Collection entries:
★ ★ ★ ★ ★ ★ ★

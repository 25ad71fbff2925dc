use std::collections::HashSet;

use futures_util::{StreamExt, stream};
use tracing::{Instrument, debug, error, info, info_span, warn};

use super::pipeline::ItemRun;
use super::{
    DestinationTarget, EngineContext, ItemOutcome, RunStats, SourceTarget, WorkerError, backoff,
};
use crate::ledger::{LedgerEntry, LedgerKey, Transition};
use crate::model::ItemDescriptor;
use crate::retry::RetryDecision;

/// Drives one partition: one source, a fixed ordered destination list.
pub struct PartitionWorker {
    id: String,
    source: SourceTarget,
    destinations: Vec<DestinationTarget>,
    concurrency: usize,
    ctx: EngineContext,
}

impl PartitionWorker {
    pub fn new(
        id: impl Into<String>,
        source: SourceTarget,
        destinations: Vec<DestinationTarget>,
        concurrency: usize,
        ctx: EngineContext,
    ) -> Self {
        Self {
            id: id.into(),
            source,
            destinations,
            concurrency: concurrency.max(1),
            ctx,
        }
    }

    pub fn id(&self) -> &str {
        &self.id
    }

    pub fn destination_names(&self) -> Vec<String> {
        self.destinations.iter().map(|d| d.name().to_string()).collect()
    }

    /// Enumerate, discover, then process every pending item of the partition.
    ///
    /// Entries left non-terminal by an earlier run are processed even when the
    /// source no longer lists their item. A source that cannot be enumerated
    /// still lets pending items resume; the enumeration error is returned
    /// afterwards.
    pub async fn run(&self) -> Result<RunStats, WorkerError> {
        let span = info_span!("partition", partition = %self.id, source = %self.source.name());
        async {
            self.ctx
                .ledger
                .bind_destinations(&self.id, &self.destination_names())?;

            let (discovered, enumeration_error) = match self.enumerate(None).await {
                Ok(items) => (self.discover(&items)?, None),
                Err(e) => {
                    error!(error = %e, "Enumeration failed, resuming known items only");
                    (0, Some(e))
                }
            };

            let mut stats = self.process_pending().await?;
            stats.discovered = discovered;
            info!(
                discovered = stats.discovered,
                items = stats.items,
                completed = stats.completed,
                abandoned = stats.abandoned,
                pending = stats.pending,
                "Partition run finished"
            );

            match enumeration_error {
                Some(e) => Err(e),
                None => Ok(stats),
            }
        }
        .instrument(span)
        .await
    }

    /// List source items, retrying transient failures with the source policy
    pub(crate) async fn enumerate(
        &self,
        cursor: Option<&str>,
    ) -> Result<Vec<ItemDescriptor>, WorkerError> {
        let timeout = self.ctx.adapter_timeout;
        let mut attempts = 0;

        loop {
            attempts += 1;
            let result = tokio::time::timeout(timeout, self.source.adapter.enumerate(cursor))
                .await
                .unwrap_or_else(|_| {
                    Err(crate::adapters::SourceError::Unavailable(format!(
                        "enumeration timed out after {}s",
                        timeout.as_secs()
                    )))
                });

            let error = match result {
                Ok(items) => {
                    debug!(count = items.len(), attempts, "Source enumerated");
                    return Ok(items);
                }
                Err(e) => e,
            };

            let give_up = || WorkerError::Enumeration {
                source_name: self.source.name().to_string(),
                attempts,
                error: error.clone(),
            };
            match self.source.policy.decide(attempts, error.class()) {
                RetryDecision::GiveUp => return Err(give_up()),
                RetryDecision::Retry(delay) => {
                    self.ctx.metrics.retry_scheduled();
                    warn!(attempts, error = %error, delay_ms = delay.as_millis() as u64, "Enumeration failed, retrying");
                    if !backoff(&self.ctx.cancel, delay).await {
                        return Err(give_up());
                    }
                }
            }
        }
    }

    /// Record a `Discovered` entry per destination for every unkeyed item.
    /// Returns how many items were new.
    pub(crate) fn discover(&self, items: &[ItemDescriptor]) -> Result<usize, WorkerError> {
        let mut seen = HashSet::new();
        let mut new_items = 0;

        for item in items {
            if self.ctx.cancel.is_cancelled() {
                break;
            }
            if !seen.insert(item.id.as_str()) {
                warn!(item = %item.id, "Source listed an item twice");
                continue;
            }

            let mut created = false;
            for destination in &self.destinations {
                let key = LedgerKey::new(&self.id, &item.id, destination.name());
                if self.ctx.ledger.get(&key)?.is_none() {
                    self.ctx.ledger.upsert(&key, Transition::Discover(item.clone()))?;
                    created = true;
                }
            }
            if created {
                new_items += 1;
                self.ctx.metrics.item_discovered();
                debug!(item = %item.id, name = %item.name, "Discovered item");
            }
        }
        Ok(new_items)
    }

    /// Process every item with a non-terminal entry, `concurrency` at a time
    pub(crate) async fn process_pending(&self) -> Result<RunStats, WorkerError> {
        let entries = self.ctx.ledger.list_by_partition(&self.id)?;
        let items = pending_items(entries);
        debug!(count = items.len(), "Pending items");

        let outcomes: Vec<(String, Result<ItemOutcome, WorkerError>)> = stream::iter(items)
            .map(|item_id| async move {
                let run = ItemRun {
                    ctx: &self.ctx,
                    source: &self.source,
                    destinations: &self.destinations,
                    partition: &self.id,
                    item_id: &item_id,
                };
                let span = info_span!("item", item = %item_id);
                let result = run.run().instrument(span).await;
                (item_id, result)
            })
            .buffer_unordered(self.concurrency)
            .collect()
            .await;

        let mut stats = RunStats::default();
        for (item_id, result) in outcomes {
            match result {
                Ok(outcome) => stats.absorb(outcome),
                Err(e) if e.is_invalid_transition() => {
                    // Logged by the ledger; only this item is aborted
                    stats.errors += 1;
                    error!(item = %item_id, error = %e, "Item aborted on ledger state conflict");
                }
                Err(WorkerError::Staging(e)) => {
                    stats.errors += 1;
                    error!(item = %item_id, error = %e, "Item aborted, staging unavailable");
                }
                Err(e) => return Err(e),
            }
        }
        Ok(stats)
    }
}

/// Item ids with at least one non-terminal entry, in source order
fn pending_items(entries: Vec<LedgerEntry>) -> Vec<String> {
    let mut pending: Vec<LedgerEntry> = entries
        .into_iter()
        .filter(|e| !e.state.is_terminal())
        .collect();
    pending.sort_by(|a, b| {
        (&a.position, a.discovered_at, &a.item_id).cmp(&(&b.position, b.discovered_at, &b.item_id))
    });

    let mut seen = HashSet::new();
    pending
        .into_iter()
        .filter_map(|e| seen.insert(e.item_id.clone()).then_some(e.item_id))
        .collect()
}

★ ★ ★ ★ ★ ★ ★

TASK TO COMPLETE: Return all lines from the data above with "enumerated" in them.

ANSWER TO THIS PROBLEM:
    /// source no longer lists their item. A source that cannot be enumerated
                    debug!(count = items.len(), attempts, "Source enumerated");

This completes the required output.